Among the 1990s fads was a rah-rah team-building game played at management retreats. You had to fall backward from a modest height and rely on your buddies to catch you before you crashed. Supposedly, the game taught trust (I flunked, as all reporters should). I always wondered what the game taught the trusting souls who were accidentally dropped.
Well, teammates, now we've all been dropped--and I don't mean just because stocks went down. We crashed through the public face of American business, which isn't quite the buddy we thought.
Most investors still trust business institutions, even while mouthing the classic escape clause ("a few rotten apples in every barrel"). But the rot is more structural than you probably thought. Top-drawer accountant Arthur Andersen, shredding evidence. Venerable brokerage firm Merrill Lynch, privately calling stocks "dogs" and "crap" while telling the public to "accumulate" or "buy." Bankrupt Enron, deceiving even its own loyal workers about their company stock. Xerox and WorldCom, floating dubious earnings reports.
As for the zillions of dollars that egomaniac CEOs leeched from their troubled corporations, don't get me started.
The most riveting reading of my week was a fat book of e-mails, subpoenaed by New York Attorney General Eliot Spitzer from the files of Merrill Lynch's Internet Research Group. These are the genuine voices of hot-shot analysts talking to each other--and believe me, they're not pondering how to help fatten your 401(k).
For top Wall Street firms, the big bucks lie in investment banking. The bankers negotiate corporate mergers and manage new issues of stocks and bonds. To win this business, they promise (or imply) that they'll praise the stock as an investment.
That's where analysts come in. You thought that their research reports were objective, and some are. But analysts often shade their recommendations to keep the companies happy, even if that sticks you with a loser. One Merrill analyst e-mailed that she'd pulled her punches on a stock "to protect the... banking business."
You probably blamed your broker for failing to get you out of the tech and dot-com dive in time. But the e-mails show the brokers begging the analysts for guidance and often getting nowhere. In fact, it's mainly the brokers who say, "I am really concerned about our clients."
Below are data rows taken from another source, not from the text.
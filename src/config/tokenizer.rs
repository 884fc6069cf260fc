//! Tokenizer configuration module.
//!
//! This module defines how raw text is split, cleaned and filtered before
//! words reach the counter.

use super::ConfigResult;
use super::Validate;
use crate::error::config::ConfigError;
use serde::{Deserialize, Serialize};
use std::path::PathBuf;

/// Characters stripped from both ends of every token by default.
pub const DEFAULT_PUNCTUATION: &str = ",.?!;'\"";

/// Tokenizer configuration.
#[derive(Debug, Clone, Serialize, Deserialize, PartialEq, Eq)]
pub struct TokenizerConfig {
    /// Whether tokens are lowercased before counting
    pub lowercase: bool,

    /// Characters stripped from the start and end of each token
    pub punctuation: String,

    /// Optional path to a whitespace separated stop-word list
    pub stop_words: Option<PathBuf>,
}

impl Default for TokenizerConfig {
    fn default() -> Self {
        Self {
            lowercase: true,
            punctuation: DEFAULT_PUNCTUATION.to_string(),
            stop_words: None,
        }
    }
}

impl Validate for TokenizerConfig {
    fn validate(&self) -> ConfigResult<()> {
        if self.punctuation.chars().any(char::is_whitespace) {
            return Err(ConfigError::ValidationError(
                "punctuation must not contain whitespace".to_string(),
            ));
        }

        if let Some(path) = &self.stop_words {
            if path.as_os_str().is_empty() {
                return Err(ConfigError::ValidationError(
                    "stop_words path cannot be empty".to_string(),
                ));
            }
        }

        Ok(())
    }
}
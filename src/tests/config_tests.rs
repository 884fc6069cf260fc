//! Tests for the configuration module.

use crate::config::report::{CloudConfig, ReportConfig};
use crate::config::tokenizer::{TokenizerConfig, DEFAULT_PUNCTUATION};
use crate::config::{ConfigLoader, LogConfig, Validate, WordTallyConfig};
use crate::error::config::ConfigError;
use crate::tests::TestFixture;
use std::path::{Path, PathBuf};

/// Test that default configuration can be created and is valid.
#[test]
fn test_default_config_is_valid() {
    let config = WordTallyConfig::default();
    assert!(config.validate().is_ok());
    assert!(config.tokenizer.lowercase);
    assert_eq!(config.tokenizer.punctuation, DEFAULT_PUNCTUATION);
    assert_eq!(config.report.limit, None);
}

/// Test that configuration validation catches invalid values.
#[test]
fn test_config_validation() {
    let mut config = WordTallyConfig::default();

    config.report.limit = Some(0);
    assert!(config.validate().is_err());

    config.report.limit = Some(25);
    config.report.cloud.min_font_px = 80;
    assert!(config.validate().is_err());

    config.report.cloud.min_font_px = 10;
    config.log.level = "loud".to_string();
    assert!(config.validate().is_err());

    config.log.level = "debug".to_string();
    assert!(config.validate().is_ok());
}

/// Test that validation fails for each section's rules.
#[test]
fn test_specific_validation_rules() {
    let tokenizer = TokenizerConfig {
        punctuation: ", .".to_string(),
        ..TokenizerConfig::default()
    };
    assert!(tokenizer.validate().is_err());

    let tokenizer = TokenizerConfig {
        stop_words: Some(PathBuf::new()),
        ..TokenizerConfig::default()
    };
    assert!(tokenizer.validate().is_err());

    let cloud = CloudConfig {
        min_font_px: 0,
        ..CloudConfig::default()
    };
    assert!(matches!(
        cloud.validate(),
        Err(ConfigError::ValueOutOfRange { .. })
    ));

    let report = ReportConfig {
        limit: Some(0),
        ..ReportConfig::default()
    };
    assert!(report.validate().is_err());

    let log = LogConfig {
        level: "verbose".to_string(),
        ..LogConfig::default()
    };
    assert!(log.validate().is_err());
}

/// Test loading configuration from a file.
#[test]
fn test_load_config_from_file() {
    let fixture = TestFixture::new().unwrap();
    let config_path = fixture
        .write_file(
            "wordtally.toml",
            r#"
            [tokenizer]
            lowercase = false
            stop_words = "stop.txt"

            [report]
            limit = 20

            [report.cloud]
            title = "Moby Dick"
            max_font_px = 96
            "#,
        )
        .unwrap();

    let loader = ConfigLoader::new(Some(&config_path), "TEST_FILE");
    let config = loader.load().unwrap();

    assert!(!config.tokenizer.lowercase);
    assert_eq!(config.tokenizer.stop_words, Some(PathBuf::from("stop.txt")));
    assert_eq!(config.report.limit, Some(20));
    assert_eq!(config.report.cloud.title, "Moby Dick");
    assert_eq!(config.report.cloud.max_font_px, 96);

    // Other values should be defaults
    assert_eq!(config.report.cloud.min_font_px, 12);
    assert_eq!(config.tokenizer.punctuation, DEFAULT_PUNCTUATION);
}

/// Test loading configuration with environment variable overrides.
#[test]
fn test_env_var_override() {
    let mut fixture = TestFixture::new().unwrap();
    let config_path = fixture
        .write_file(
            "wordtally.toml",
            r#"
            [report.cloud]
            title = "From file"
            "#,
        )
        .unwrap();

    fixture.set_env("TEST_ENV__REPORT__CLOUD__TITLE", "From env");
    fixture.set_env("TEST_ENV__LOG__LEVEL", "debug");

    let loader = ConfigLoader::new(Some(&config_path), "TEST_ENV");
    let config = loader.load().unwrap();

    assert_eq!(config.report.cloud.title, "From env");
    assert_eq!(config.log.level, "debug");
}

/// Test that a file that fails validation is rejected.
#[test]
fn test_load_config_failing_validation() {
    let fixture = TestFixture::new().unwrap();
    let config_path = fixture
        .write_file(
            "wordtally.toml",
            r#"
            [report.cloud]
            min_font_px = 50
            max_font_px = 20
            "#,
        )
        .unwrap();

    let loader = ConfigLoader::new(Some(&config_path), "TEST_VALIDATION");
    assert!(matches!(
        loader.load(),
        Err(ConfigError::ValidationError(_))
    ));
}

/// Test that loading an invalid configuration file returns an error.
#[test]
fn test_load_invalid_config() {
    let fixture = TestFixture::new().unwrap();
    let config_path = fixture
        .write_file(
            "invalid.toml",
            r#"
            [report
            limit = twenty"
            "#,
        )
        .unwrap();

    let loader = ConfigLoader::new(Some(&config_path), "TEST_INVALID");
    assert!(matches!(loader.load(), Err(ConfigError::ParseError(_))));
}

/// Test missing files and unsupported extensions.
#[test]
fn test_load_missing_or_unsupported_file() {
    let fixture = TestFixture::new().unwrap();

    let missing = fixture.path("absent.toml");
    let loader = ConfigLoader::new(Some(&missing), "TEST_MISSING");
    assert!(matches!(loader.load(), Err(ConfigError::FileNotFound(_))));

    let ini = fixture.write_file("settings.ini", "limit=3").unwrap();
    let loader = ConfigLoader::new(Some(&ini), "TEST_MISSING");
    assert!(matches!(loader.load(), Err(ConfigError::ParseError(_))));
}

/// Test that loading without a file yields the defaults.
#[test]
fn test_load_without_file() {
    let loader = ConfigLoader::new(None::<&Path>, "TEST_NO_FILE");
    assert_eq!(loader.load().unwrap(), WordTallyConfig::default());
}

/// Test that a generated configuration loads back unchanged.
#[test]
fn test_generated_config_round_trip() {
    let fixture = TestFixture::new().unwrap();
    let toml = toml::to_string_pretty(&WordTallyConfig::default()).unwrap();
    let config_path = fixture.write_file("generated.toml", toml).unwrap();

    let loader = ConfigLoader::new(Some(&config_path), "TEST_GENERATED");
    assert_eq!(loader.load().unwrap(), WordTallyConfig::default());
}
Adding insult to injury, the young, rich and famous Internet analyst Henry Blodget blew off one of his plunging Net stocks by writing "no one gives a s--t except retail and the press" (in case you're wondering, "retail" is you). Another analyst grumped about brokers who "blindly" sold clients' stock from Merrill's list of "Top Ten Techs." Merrill says these e-mails were misconstrued. Blodget isn't there anymore.
The many stockholder suits filed against Merrill and others include claims on behalf of buyers of Internet Capital Group, InfoSpace, Excite@Home and Aether Systems. Spitzer is collecting files from other firms. The Securities and Exchange Commission--trailing Spitzer--started a broader probe of its own. SEC Commissioner Harvey Pitt recently endorsed some industry proposals, supporting fuller explanations of stock recommendations and more disclosure of conflicts of interest. But analysts still could get big paychecks for helping out with investment-banking deals, Spitzer says. One businessman told me that--even now--Wall Street is sending analysts to pitch him on taking his company public, implying favorable research coverage as part of the deal.
What would help you believe in Wall Street's stock recommendations again? "Developing independent research boutiques that sell advice for fees," says former SEC commissioner Arthur Levitt. Two small boutiques, Argus Research and Precursor Group, are trying to start an "investor-side" research association. Charles Schwab is promoting a new advice service for wealthy investors--including calls on which stocks to sell (Wall Street rarely hangs a "sell" on a corporate client's stock).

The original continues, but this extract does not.